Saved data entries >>
******

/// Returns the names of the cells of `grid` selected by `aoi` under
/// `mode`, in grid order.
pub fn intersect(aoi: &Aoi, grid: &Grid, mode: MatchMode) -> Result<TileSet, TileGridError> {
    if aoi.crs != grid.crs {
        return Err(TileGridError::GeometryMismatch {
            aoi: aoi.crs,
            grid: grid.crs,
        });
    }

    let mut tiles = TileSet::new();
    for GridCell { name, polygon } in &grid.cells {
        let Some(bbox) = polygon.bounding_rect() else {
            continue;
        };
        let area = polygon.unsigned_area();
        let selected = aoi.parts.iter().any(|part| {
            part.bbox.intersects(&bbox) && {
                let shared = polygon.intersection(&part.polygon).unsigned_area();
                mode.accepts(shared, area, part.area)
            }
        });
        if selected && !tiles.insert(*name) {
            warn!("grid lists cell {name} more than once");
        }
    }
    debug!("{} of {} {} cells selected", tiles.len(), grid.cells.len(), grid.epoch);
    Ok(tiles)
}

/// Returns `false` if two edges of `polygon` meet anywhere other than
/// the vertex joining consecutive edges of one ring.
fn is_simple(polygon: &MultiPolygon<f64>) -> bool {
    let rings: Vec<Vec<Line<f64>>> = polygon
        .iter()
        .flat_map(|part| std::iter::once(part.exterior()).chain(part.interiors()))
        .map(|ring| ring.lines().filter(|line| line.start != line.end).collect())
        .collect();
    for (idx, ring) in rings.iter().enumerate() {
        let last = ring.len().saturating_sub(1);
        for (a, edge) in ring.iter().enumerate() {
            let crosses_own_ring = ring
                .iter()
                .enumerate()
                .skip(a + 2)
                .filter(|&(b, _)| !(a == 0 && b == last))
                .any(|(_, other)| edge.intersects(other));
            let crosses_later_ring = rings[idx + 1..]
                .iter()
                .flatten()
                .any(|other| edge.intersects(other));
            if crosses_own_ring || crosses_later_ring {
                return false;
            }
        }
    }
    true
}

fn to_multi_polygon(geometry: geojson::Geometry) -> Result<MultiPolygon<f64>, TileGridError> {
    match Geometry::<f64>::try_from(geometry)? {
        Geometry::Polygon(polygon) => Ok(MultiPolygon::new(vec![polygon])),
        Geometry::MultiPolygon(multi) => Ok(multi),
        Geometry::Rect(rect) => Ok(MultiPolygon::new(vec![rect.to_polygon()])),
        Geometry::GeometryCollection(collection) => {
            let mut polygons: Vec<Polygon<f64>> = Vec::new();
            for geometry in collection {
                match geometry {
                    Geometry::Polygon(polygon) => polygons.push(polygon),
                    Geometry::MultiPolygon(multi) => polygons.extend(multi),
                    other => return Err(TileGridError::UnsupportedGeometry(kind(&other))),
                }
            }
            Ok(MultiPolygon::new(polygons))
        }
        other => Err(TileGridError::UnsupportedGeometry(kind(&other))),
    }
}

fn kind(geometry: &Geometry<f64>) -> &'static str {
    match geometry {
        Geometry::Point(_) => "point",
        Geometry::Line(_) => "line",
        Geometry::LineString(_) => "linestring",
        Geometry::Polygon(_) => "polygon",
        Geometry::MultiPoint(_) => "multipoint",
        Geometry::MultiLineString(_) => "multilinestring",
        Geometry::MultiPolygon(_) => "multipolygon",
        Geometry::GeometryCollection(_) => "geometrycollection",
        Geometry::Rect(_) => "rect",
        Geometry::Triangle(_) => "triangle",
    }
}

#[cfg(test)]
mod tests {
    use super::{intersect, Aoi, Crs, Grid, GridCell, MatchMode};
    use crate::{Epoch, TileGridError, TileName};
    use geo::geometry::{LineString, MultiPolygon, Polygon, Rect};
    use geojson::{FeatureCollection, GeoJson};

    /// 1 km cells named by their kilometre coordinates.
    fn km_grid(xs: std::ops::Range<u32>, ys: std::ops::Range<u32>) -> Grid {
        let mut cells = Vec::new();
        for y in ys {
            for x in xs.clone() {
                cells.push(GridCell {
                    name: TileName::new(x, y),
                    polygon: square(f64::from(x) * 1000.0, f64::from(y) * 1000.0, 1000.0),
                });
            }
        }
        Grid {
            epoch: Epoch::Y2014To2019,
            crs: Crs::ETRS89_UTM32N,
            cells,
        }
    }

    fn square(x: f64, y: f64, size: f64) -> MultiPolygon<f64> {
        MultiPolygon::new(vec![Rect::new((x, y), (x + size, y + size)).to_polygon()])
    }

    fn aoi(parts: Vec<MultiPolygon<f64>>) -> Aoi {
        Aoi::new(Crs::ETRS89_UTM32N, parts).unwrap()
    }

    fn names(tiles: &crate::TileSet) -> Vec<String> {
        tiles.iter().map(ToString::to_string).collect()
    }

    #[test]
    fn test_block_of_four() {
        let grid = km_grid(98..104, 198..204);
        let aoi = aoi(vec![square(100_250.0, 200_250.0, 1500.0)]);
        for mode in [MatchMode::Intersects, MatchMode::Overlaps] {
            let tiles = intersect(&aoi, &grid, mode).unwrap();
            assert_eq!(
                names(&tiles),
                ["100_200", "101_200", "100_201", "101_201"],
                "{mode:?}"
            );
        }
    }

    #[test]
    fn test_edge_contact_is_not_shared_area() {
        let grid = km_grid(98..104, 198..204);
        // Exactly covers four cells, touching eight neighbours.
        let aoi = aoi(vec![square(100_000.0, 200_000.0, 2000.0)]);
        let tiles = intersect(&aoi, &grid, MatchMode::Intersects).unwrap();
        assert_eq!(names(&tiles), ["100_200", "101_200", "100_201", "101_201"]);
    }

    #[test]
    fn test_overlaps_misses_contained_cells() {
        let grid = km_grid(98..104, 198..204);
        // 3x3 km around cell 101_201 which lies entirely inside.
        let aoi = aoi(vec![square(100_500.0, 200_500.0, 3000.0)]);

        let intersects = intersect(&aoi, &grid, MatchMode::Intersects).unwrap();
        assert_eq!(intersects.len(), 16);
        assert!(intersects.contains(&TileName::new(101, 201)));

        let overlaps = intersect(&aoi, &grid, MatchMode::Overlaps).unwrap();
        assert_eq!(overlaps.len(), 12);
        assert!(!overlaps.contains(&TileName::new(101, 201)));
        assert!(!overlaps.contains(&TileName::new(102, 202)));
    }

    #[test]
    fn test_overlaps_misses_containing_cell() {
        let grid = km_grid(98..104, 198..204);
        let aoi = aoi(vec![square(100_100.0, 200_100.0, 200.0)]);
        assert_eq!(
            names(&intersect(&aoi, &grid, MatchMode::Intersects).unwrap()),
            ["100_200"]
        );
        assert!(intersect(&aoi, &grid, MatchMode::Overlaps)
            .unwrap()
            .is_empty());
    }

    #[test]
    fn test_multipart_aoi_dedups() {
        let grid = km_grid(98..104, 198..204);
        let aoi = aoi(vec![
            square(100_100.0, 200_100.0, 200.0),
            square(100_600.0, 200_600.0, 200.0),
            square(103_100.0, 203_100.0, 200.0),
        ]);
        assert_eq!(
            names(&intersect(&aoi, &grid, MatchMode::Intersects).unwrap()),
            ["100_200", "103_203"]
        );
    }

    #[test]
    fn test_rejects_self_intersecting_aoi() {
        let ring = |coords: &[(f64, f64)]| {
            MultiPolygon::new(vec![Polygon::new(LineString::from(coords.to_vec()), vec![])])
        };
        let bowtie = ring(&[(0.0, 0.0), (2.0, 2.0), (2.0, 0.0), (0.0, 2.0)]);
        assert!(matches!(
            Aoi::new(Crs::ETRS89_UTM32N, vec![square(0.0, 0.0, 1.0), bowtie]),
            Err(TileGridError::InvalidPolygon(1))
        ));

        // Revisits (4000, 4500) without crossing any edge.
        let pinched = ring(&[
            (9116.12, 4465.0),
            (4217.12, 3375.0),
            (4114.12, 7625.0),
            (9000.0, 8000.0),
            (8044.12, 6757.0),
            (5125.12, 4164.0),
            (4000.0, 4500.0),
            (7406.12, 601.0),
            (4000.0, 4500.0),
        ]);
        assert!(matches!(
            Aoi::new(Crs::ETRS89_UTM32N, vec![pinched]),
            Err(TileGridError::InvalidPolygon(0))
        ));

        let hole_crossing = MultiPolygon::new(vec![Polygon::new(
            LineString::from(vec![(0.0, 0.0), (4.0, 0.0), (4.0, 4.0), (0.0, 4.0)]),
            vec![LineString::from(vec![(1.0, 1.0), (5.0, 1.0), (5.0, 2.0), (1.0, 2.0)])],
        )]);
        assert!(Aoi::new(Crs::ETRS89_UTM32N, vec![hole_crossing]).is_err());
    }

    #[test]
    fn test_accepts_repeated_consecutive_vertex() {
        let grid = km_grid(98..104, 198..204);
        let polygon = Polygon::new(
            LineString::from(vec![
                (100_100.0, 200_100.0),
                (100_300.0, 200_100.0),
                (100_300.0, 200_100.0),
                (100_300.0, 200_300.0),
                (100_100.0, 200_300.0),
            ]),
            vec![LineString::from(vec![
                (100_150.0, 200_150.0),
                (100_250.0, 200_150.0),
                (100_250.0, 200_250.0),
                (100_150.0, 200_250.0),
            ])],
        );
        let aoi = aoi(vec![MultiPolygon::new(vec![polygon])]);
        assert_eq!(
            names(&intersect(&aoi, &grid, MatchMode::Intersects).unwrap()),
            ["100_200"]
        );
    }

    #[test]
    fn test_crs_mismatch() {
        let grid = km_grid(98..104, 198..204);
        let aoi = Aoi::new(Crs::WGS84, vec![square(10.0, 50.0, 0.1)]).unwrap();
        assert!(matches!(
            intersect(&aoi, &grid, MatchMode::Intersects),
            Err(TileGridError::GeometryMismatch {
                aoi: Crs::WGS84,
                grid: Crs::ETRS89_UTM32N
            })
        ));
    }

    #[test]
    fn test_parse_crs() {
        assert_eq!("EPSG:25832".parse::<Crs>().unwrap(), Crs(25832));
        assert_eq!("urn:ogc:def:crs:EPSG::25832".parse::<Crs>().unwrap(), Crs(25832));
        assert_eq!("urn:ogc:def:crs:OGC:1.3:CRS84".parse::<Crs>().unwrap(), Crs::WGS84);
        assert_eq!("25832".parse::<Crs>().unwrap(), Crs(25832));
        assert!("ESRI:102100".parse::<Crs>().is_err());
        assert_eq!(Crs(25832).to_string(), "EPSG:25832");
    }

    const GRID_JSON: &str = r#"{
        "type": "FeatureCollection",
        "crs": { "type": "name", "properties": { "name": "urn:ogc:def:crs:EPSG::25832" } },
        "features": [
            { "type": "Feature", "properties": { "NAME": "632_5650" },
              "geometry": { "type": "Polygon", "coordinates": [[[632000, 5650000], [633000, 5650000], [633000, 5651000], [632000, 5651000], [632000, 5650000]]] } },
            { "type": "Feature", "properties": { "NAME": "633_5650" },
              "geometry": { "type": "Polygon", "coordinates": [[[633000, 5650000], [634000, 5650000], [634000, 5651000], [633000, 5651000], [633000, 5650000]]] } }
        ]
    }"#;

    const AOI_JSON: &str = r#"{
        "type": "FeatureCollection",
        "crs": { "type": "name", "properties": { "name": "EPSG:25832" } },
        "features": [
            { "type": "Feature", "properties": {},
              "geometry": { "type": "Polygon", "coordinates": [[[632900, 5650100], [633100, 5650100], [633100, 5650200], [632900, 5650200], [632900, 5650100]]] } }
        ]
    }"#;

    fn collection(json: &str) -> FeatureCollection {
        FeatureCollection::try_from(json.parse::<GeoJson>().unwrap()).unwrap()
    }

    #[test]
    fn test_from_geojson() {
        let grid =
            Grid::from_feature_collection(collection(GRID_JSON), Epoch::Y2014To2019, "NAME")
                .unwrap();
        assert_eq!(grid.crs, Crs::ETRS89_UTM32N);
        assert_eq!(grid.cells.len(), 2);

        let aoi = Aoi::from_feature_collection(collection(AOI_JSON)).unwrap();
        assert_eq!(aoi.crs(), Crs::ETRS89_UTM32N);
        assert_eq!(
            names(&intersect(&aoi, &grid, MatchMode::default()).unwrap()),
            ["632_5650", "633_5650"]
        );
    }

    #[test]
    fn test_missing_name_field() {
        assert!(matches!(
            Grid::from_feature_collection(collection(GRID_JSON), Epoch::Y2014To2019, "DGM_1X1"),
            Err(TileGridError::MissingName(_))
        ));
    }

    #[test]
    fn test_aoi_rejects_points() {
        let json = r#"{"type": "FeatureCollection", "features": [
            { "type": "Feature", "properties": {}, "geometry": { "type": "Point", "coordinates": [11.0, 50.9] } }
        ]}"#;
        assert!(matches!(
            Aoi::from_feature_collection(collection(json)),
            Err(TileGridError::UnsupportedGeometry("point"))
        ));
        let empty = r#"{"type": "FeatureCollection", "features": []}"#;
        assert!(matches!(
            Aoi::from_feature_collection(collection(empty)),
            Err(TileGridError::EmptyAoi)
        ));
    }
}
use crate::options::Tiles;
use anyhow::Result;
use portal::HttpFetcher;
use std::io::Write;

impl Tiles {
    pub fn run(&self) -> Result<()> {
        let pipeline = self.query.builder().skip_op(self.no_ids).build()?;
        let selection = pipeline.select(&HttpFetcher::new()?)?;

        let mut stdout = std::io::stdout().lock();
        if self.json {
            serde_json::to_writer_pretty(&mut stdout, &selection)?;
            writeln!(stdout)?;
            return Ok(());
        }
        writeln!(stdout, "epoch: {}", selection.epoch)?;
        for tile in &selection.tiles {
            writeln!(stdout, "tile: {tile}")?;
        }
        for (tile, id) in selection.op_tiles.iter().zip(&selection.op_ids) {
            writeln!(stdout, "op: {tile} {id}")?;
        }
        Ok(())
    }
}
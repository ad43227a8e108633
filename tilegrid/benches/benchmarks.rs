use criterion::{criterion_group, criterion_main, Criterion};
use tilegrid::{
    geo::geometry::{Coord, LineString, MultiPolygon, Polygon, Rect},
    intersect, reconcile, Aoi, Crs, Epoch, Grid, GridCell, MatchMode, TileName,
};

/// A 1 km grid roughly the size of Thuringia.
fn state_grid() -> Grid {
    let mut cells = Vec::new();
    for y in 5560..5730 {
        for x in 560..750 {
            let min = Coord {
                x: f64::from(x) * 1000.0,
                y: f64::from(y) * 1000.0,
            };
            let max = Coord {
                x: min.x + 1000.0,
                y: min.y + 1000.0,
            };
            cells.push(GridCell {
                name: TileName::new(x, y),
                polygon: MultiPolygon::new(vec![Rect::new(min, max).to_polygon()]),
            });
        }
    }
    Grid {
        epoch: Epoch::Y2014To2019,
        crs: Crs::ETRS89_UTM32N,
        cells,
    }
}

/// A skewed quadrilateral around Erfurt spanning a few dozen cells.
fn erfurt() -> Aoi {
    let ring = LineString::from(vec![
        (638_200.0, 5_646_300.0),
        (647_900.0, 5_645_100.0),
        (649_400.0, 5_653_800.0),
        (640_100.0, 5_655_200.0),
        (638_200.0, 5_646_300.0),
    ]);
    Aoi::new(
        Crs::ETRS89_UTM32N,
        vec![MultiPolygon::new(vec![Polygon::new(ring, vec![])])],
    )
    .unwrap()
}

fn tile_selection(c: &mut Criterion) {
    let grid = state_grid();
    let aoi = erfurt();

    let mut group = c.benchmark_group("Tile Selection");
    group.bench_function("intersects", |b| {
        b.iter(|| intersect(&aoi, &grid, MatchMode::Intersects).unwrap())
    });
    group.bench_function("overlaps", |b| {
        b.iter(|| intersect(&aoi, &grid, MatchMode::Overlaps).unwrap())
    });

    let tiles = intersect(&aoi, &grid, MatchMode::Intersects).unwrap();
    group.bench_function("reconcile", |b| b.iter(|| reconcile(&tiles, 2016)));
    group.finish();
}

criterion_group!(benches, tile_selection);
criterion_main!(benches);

******

What is needed >> Copy task for the entries above: every line with the string "FeatureCollection".

Result for this task >>
    use geojson::{FeatureCollection, GeoJson};
        "type": "FeatureCollection",
        "type": "FeatureCollection",
    fn collection(json: &str) -> FeatureCollection {
        FeatureCollection::try_from(json.parse::<GeoJson>().unwrap()).unwrap()
        let json = r#"{"type": "FeatureCollection", "features": [
        let empty = r#"{"type": "FeatureCollection", "features": []}"#;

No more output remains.